== Segment start ==

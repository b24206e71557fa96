//! `.env` file secret provider.
//!
//! Parses the file with `dotenvy` on every lookup and never mutates the
//! process environment. A missing file simply yields no secrets.

use std::path::{Path, PathBuf};

use tracing::debug;

use supportdesk_core::repository::secret::SecretProvider;
use supportdesk_types::error::SecretError;
use supportdesk_types::secret::{SecretKey, SecretSource};

pub struct DotEnvSecretProvider {
    path: PathBuf,
}

impl DotEnvSecretProvider {
    pub fn new(path: impl Into<PathBuf>) -> Self {
        Self { path: path.into() }
    }

    pub fn path(&self) -> &Path {
        &self.path
    }

    fn lookup(&self, key: &SecretKey) -> Result<Option<String>, SecretError> {
        let entries = match dotenvy::from_path_iter(&self.path) {
            Ok(entries) => entries,
            Err(e) if e.not_found() => {
                debug!(path = %self.path.display(), "No env file");
                return Ok(None);
            }
            Err(e) => return Err(self.file_error(e)),
        };

        // Later assignments win, matching how the file would be sourced.
        let mut found = None;
        for entry in entries {
            let (name, value) = entry.map_err(|e| self.file_error(e))?;
            if name == key.as_str() {
                found = Some(value);
            }
        }
        Ok(found)
    }

    fn file_error(&self, err: dotenvy::Error) -> SecretError {
        SecretError::EnvFile {
            path: self.path.display().to_string(),
            message: err.to_string(),
        }
    }
}

impl SecretProvider for DotEnvSecretProvider {
    fn source(&self) -> SecretSource {
        SecretSource::DotEnv
    }

    async fn get(&self, key: &SecretKey) -> Result<Option<String>, SecretError> {
        self.lookup(key)
    }
}
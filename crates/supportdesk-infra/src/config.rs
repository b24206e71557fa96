//! Configuration loader.
//!
//! Reads `config.toml` (by default `<config dir>/supportdesk/config.toml`)
//! into [`SupportConfig`], then applies `SUPPORTDESK_*` environment
//! overrides. A missing or malformed file falls back to defaults.

use std::path::{Path, PathBuf};

use supportdesk_types::config::SupportConfig;
use supportdesk_types::error::ConfigError;

pub const MODEL_ENV: &str = "SUPPORTDESK_MODEL";
pub const TEMPERATURE_ENV: &str = "SUPPORTDESK_TEMPERATURE";
pub const BASE_URL_ENV: &str = "SUPPORTDESK_BASE_URL";

/// `<platform config dir>/supportdesk/config.toml`, if the platform has one.
pub fn default_config_path() -> Option<PathBuf> {
    dirs::config_dir().map(|dir| dir.join("supportdesk").join("config.toml"))
}

/// Read and parse a config file. `Ok(None)` if it does not exist.
pub async fn read_config_file(path: &Path) -> Result<Option<SupportConfig>, ConfigError> {
    let content = match tokio::fs::read_to_string(path).await {
        Ok(content) => content,
        Err(err) if err.kind() == std::io::ErrorKind::NotFound => return Ok(None),
        Err(err) => {
            return Err(ConfigError::Read {
                path: path.display().to_string(),
                message: err.to_string(),
            });
        }
    };

    toml::from_str::<SupportConfig>(&content)
        .map(Some)
        .map_err(|err| ConfigError::Parse {
            path: path.display().to_string(),
            message: err.to_string(),
        })
}

/// Apply `SUPPORTDESK_*` overrides read through `lookup`.
///
/// Invalid values are skipped; each one is returned so the caller can report it.
pub fn apply_env_overrides(
    config: &mut SupportConfig,
    lookup: impl Fn(&str) -> Option<String>,
) -> Vec<ConfigError> {
    let mut rejected = Vec::new();

    if let Some(model) = lookup(MODEL_ENV).filter(|m| !m.trim().is_empty()) {
        config.model = model.trim().to_string();
    }

    if let Some(raw) = lookup(TEMPERATURE_ENV) {
        match raw.trim().parse::<f64>() {
            Ok(t) if (0.0..=2.0).contains(&t) => config.temperature = t,
            _ => rejected.push(ConfigError::InvalidOverride {
                key: TEMPERATURE_ENV.to_string(),
                value: raw,
            }),
        }
    }

    if let Some(url) = lookup(BASE_URL_ENV).filter(|u| !u.trim().is_empty()) {
        config.base_url = url.trim().to_string();
    }

    rejected
}

/// Load configuration from `path` (or the default location) plus the
/// process environment. Never fails: problems are logged and defaults used.
pub async fn load_support_config(path: Option<&Path>) -> SupportConfig {
    let path = path.map(Path::to_path_buf).or_else(default_config_path);

    let mut config = match path.as_deref() {
        Some(path) => match read_config_file(path).await {
            Ok(Some(config)) => {
                tracing::debug!("Loaded config from {}", path.display());
                config
            }
            Ok(None) => {
                tracing::debug!("No config file at {}, using defaults", path.display());
                SupportConfig::default()
            }
            Err(err) => {
                tracing::warn!("{err}, using defaults");
                SupportConfig::default()
            }
        },
        None => {
            tracing::debug!("No platform config directory, using defaults");
            SupportConfig::default()
        }
    };

    for err in apply_env_overrides(&mut config, |key| std::env::var(key).ok()) {
        tracing::warn!("Ignoring override: {err}");
    }

    config
}

#[cfg(test)]
mod tests {
    use super::*;
    use std::collections::HashMap;
    use tempfile::TempDir;

    fn env(pairs: &[(&str, &str)]) -> impl Fn(&str) -> Option<String> {
        let map: HashMap<String, String> = pairs
            .iter()
            .map(|(k, v)| (k.to_string(), v.to_string()))
            .collect();
        move |key| map.get(key).cloned()
    }

    #[tokio::test]
    async fn read_config_file_missing_is_none() {
        let tmp = TempDir::new().unwrap();
        let result = read_config_file(&tmp.path().join("config.toml")).await.unwrap();
        assert!(result.is_none());
    }

    #[tokio::test]
    async fn read_config_file_invalid_is_parse_error() {
        let tmp = TempDir::new().unwrap();
        let path = tmp.path().join("config.toml");
        tokio::fs::write(&path, "this is not { valid toml !!!").await.unwrap();
        let err = read_config_file(&path).await.unwrap_err();
        assert!(matches!(err, ConfigError::Parse { .. }));
    }

    #[tokio::test]
    async fn load_support_config_valid_toml_returns_parsed() {
        let tmp = TempDir::new().unwrap();
        let path = tmp.path().join("config.toml");
        tokio::fs::write(
            &path,
            r#"
model = "gpt-4o-mini"
temperature = 0.3
env_file = "/etc/supportdesk/.env"
"#,
        )
        .await
        .unwrap();

        let config = load_support_config(Some(&path)).await;
        assert_eq!(config.env_file, "/etc/supportdesk/.env");
        assert_eq!(config.max_tokens, 1024);
    }

    #[tokio::test]
    async fn load_support_config_invalid_toml_returns_default() {
        let tmp = TempDir::new().unwrap();
        let path = tmp.path().join("config.toml");
        tokio::fs::write(&path, "temperature = [").await.unwrap();

        let config = load_support_config(Some(&path)).await;
        assert_eq!(config.env_file, SupportConfig::default().env_file);
        assert_eq!(config.api_key_env, "OPENAI_API_KEY");
    }

    #[test]
    fn env_overrides_replace_values() {
        let mut config = SupportConfig::default();
        let rejected = apply_env_overrides(
            &mut config,
            env(&[
                (MODEL_ENV, "gpt-4o"),
                (TEMPERATURE_ENV, "0.1"),
                (BASE_URL_ENV, "http://localhost:8080/v1"),
            ]),
        );
        assert!(rejected.is_empty());
        assert_eq!(config.model, "gpt-4o");
        assert!((config.temperature - 0.1).abs() < f64::EPSILON);
        assert_eq!(config.base_url, "http://localhost:8080/v1");
    }

    #[test]
    fn env_overrides_reject_bad_temperature() {
        let mut config = SupportConfig::default();
        for bad in ["warm", "3.5", "-1"] {
            let rejected = apply_env_overrides(&mut config, env(&[(TEMPERATURE_ENV, bad)]));
            assert_eq!(rejected.len(), 1, "{bad}");
        }
        assert!((config.temperature - 0.7).abs() < f64::EPSILON);
    }

    #[test]
    fn env_overrides_ignore_blank_values() {
        let mut config = SupportConfig::default();
        apply_env_overrides(&mut config, env(&[(MODEL_ENV, "  ")]));
        assert_eq!(config.model, "gpt-3.5-turbo");
    }
}
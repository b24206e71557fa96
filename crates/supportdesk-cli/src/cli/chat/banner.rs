//! Welcome and farewell output for chat sessions.

use console::style;

/// Width of the `=` rules framing the welcome banner.
pub const BANNER_WIDTH: usize = 60;

pub const BANNER_TITLE: &str = "🤖 Customer Support Chatbot";
pub const WELCOME_LINE: &str = "Welcome! I'm here to help. Type 'exit' to quit.";
pub const FAREWELL_LINE: &str = "Thank you for using our support! Goodbye! 👋";
pub const INTERRUPTED_LINE: &str = "Chatbot interrupted. Goodbye!";

pub fn rule() -> String {
    "=".repeat(BANNER_WIDTH)
}

/// Print the banner shown before the first prompt.
///
/// The session id is shortened to its first 8 characters.
pub fn print_welcome_banner(model: &str, session_id: &str) {
    println!("{}", rule());
    println!("{}", style(BANNER_TITLE).cyan().bold());
    println!("{}", rule());
    println!("{WELCOME_LINE}");
    println!();
    println!("  {}  {}", style("Model:").bold(), style(model).dim());
    println!(
        "  {}  {}",
        style("Session:").bold(),
        style(&session_id[..8.min(session_id.len())]).dim()
    );
    println!();
}
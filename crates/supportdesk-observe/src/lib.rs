//! Observability setup: tracing subscriber and optional OpenTelemetry export.

pub mod tracing_setup;
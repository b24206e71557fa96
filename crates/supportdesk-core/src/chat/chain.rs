//! The support chain: template rendering, history, and one model call.
//!
//! Each run sends the accumulated history followed by the rendered template
//! as the final user message. History is updated only when the call succeeds.

use tracing::{Instrument, debug, info, info_span};

use supportdesk_types::config::SupportConfig;
use supportdesk_types::llm::{CompletionRequest, CompletionResponse, LlmError, Message};

use crate::llm::provider::LlmProvider;

use super::history::ConversationHistory;
use super::prompt::PromptTemplate;

/// Request parameters that stay fixed for the whole session.
#[derive(Debug, Clone, PartialEq)]
pub struct ChainSettings {
    pub model: String,
    pub temperature: f64,
    pub max_tokens: u32,
    /// Log every composed prompt at info level.
    pub verbose: bool,
}

impl From<&SupportConfig> for ChainSettings {
    fn from(config: &SupportConfig) -> Self {
        Self {
            model: config.model.clone(),
            temperature: config.temperature,
            max_tokens: config.max_tokens,
            verbose: config.verbose_chain,
        }
    }
}

/// Composes template, history, and provider into a single conversational call.
pub struct SupportChain<P> {
    provider: P,
    template: PromptTemplate,
    history: ConversationHistory,
    settings: ChainSettings,
}

impl<P: LlmProvider> SupportChain<P> {
    pub fn new(provider: P, template: PromptTemplate, settings: ChainSettings) -> Self {
        Self {
            provider,
            template,
            history: ConversationHistory::new(),
            settings,
        }
    }

    pub fn history(&self) -> &ConversationHistory {
        &self.history
    }

    pub fn provider(&self) -> &P {
        &self.provider
    }

    /// Build the request for `input` without sending it.
    pub fn build_request(&self, input: &str) -> CompletionRequest {
        let mut messages = self.history.messages();
        messages.push(Message::user(self.template.render(input)));

        CompletionRequest {
            model: self.settings.model.clone(),
            messages,
            max_tokens: self.settings.max_tokens,
            temperature: Some(self.settings.temperature),
        }
    }

    /// Send `input` to the model.
    ///
    /// On success the raw input and the reply are appended to history. On
    /// failure history is left untouched and the error is returned.
    pub async fn run(&mut self, input: &str) -> Result<CompletionResponse, LlmError> {
        let request = self.build_request(input);

        if self.settings.verbose {
            let prompt = request.messages.last().map(|m| m.content.as_str()).unwrap_or_default();
            info!(
                target: "supportdesk::prompt",
                history_turns = self.history.turns(),
                "Prompt after formatting:\n{prompt}"
            );
        }

        let span = info_span!(
            "gen_ai.chat",
            gen_ai.system = self.provider.name(),
            gen_ai.request.model = %request.model,
            gen_ai.request.max_tokens = request.max_tokens,
            gen_ai.request.temperature = ?request.temperature,
        );

        let response = self.provider.complete(&request).instrument(span).await?;

        debug!(
            input_tokens = response.usage.input_tokens,
            output_tokens = response.usage.output_tokens,
            stop_reason = %response.stop_reason,
            "Exchange complete"
        );

        self.history.record_exchange(input, response.content.clone());
        Ok(response)
    }
}

#[cfg(test)]
mod tests {
    use super::*;
    use crate::llm::mock::{Scripted, ScriptedProvider};
    use supportdesk_types::llm::MessageRole;

    fn chain(provider: ScriptedProvider) -> SupportChain<ScriptedProvider> {
        SupportChain::new(
            provider,
            PromptTemplate::support_agent(),
            ChainSettings::from(&SupportConfig::default()),
        )
    }

    #[test]
    fn test_settings_from_config() {
        let settings = ChainSettings::from(&SupportConfig::default());
        assert_eq!(settings.model, "gpt-3.5-turbo");
        assert!((settings.temperature - 0.7).abs() < f64::EPSILON);
        assert!(!settings.verbose);
    }

    #[test]
    fn test_first_request_is_rendered_template_only() {
        let chain = chain(ScriptedProvider::replying([]));
        let request = chain.build_request("Where is my order?");
        assert_eq!(request.messages.len(), 1);
        assert_eq!(request.messages[0].role, MessageRole::User);
        assert!(request.messages[0].content.ends_with("Where is my order?"));
        assert_eq!(request.temperature, Some(0.7));
    }

    #[tokio::test]
    async fn test_success_appends_user_and_reply() {
        let mut chain = chain(ScriptedProvider::replying(["Let me check that for you."]));

        let response = chain.run("Where is my order?").await.unwrap();

        assert_eq!(response.content, "Let me check that for you.");
        assert_eq!(chain.history().len(), 2);
        let messages = chain.history().messages();
        assert_eq!(messages[0], Message::user("Where is my order?"));
        assert_eq!(messages[1], Message::assistant("Let me check that for you."));
    }

    #[tokio::test]
    async fn test_failure_leaves_history_unchanged() {
        let mut chain = chain(ScriptedProvider::new([
            Scripted::Reply("Sure.".into()),
            Scripted::Network("connection reset".into()),
        ]));

        chain.run("hello").await.unwrap();
        let err = chain.run("are you there?").await.unwrap_err();

        assert!(err.to_string().contains("connection reset"));
        assert_eq!(chain.history().len(), 2);
        assert_eq!(chain.history().turns(), 1);
    }

    #[tokio::test]
    async fn test_history_is_sent_before_new_prompt() {
        let mut chain = chain(ScriptedProvider::replying(["Hi!", "Try restarting it."]));

        chain.run("hello").await.unwrap();
        chain.run("my laptop is slow").await.unwrap();

        let request = chain.provider().last_request().unwrap();
        assert_eq!(request.messages.len(), 3);
        assert_eq!(request.messages[0], Message::user("hello"));
        assert_eq!(request.messages[1], Message::assistant("Hi!"));
        assert!(request.messages[2].content.starts_with("You are a helpful"));
        assert!(request.messages[2].content.ends_with("my laptop is slow"));
        assert_eq!(chain.history().len(), 4);
    }
}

== Segment end ==

Report each line of the records that holds the word "complete".

        let response = self.provider.complete(&request).instrument(span).await?;
            "Exchange complete"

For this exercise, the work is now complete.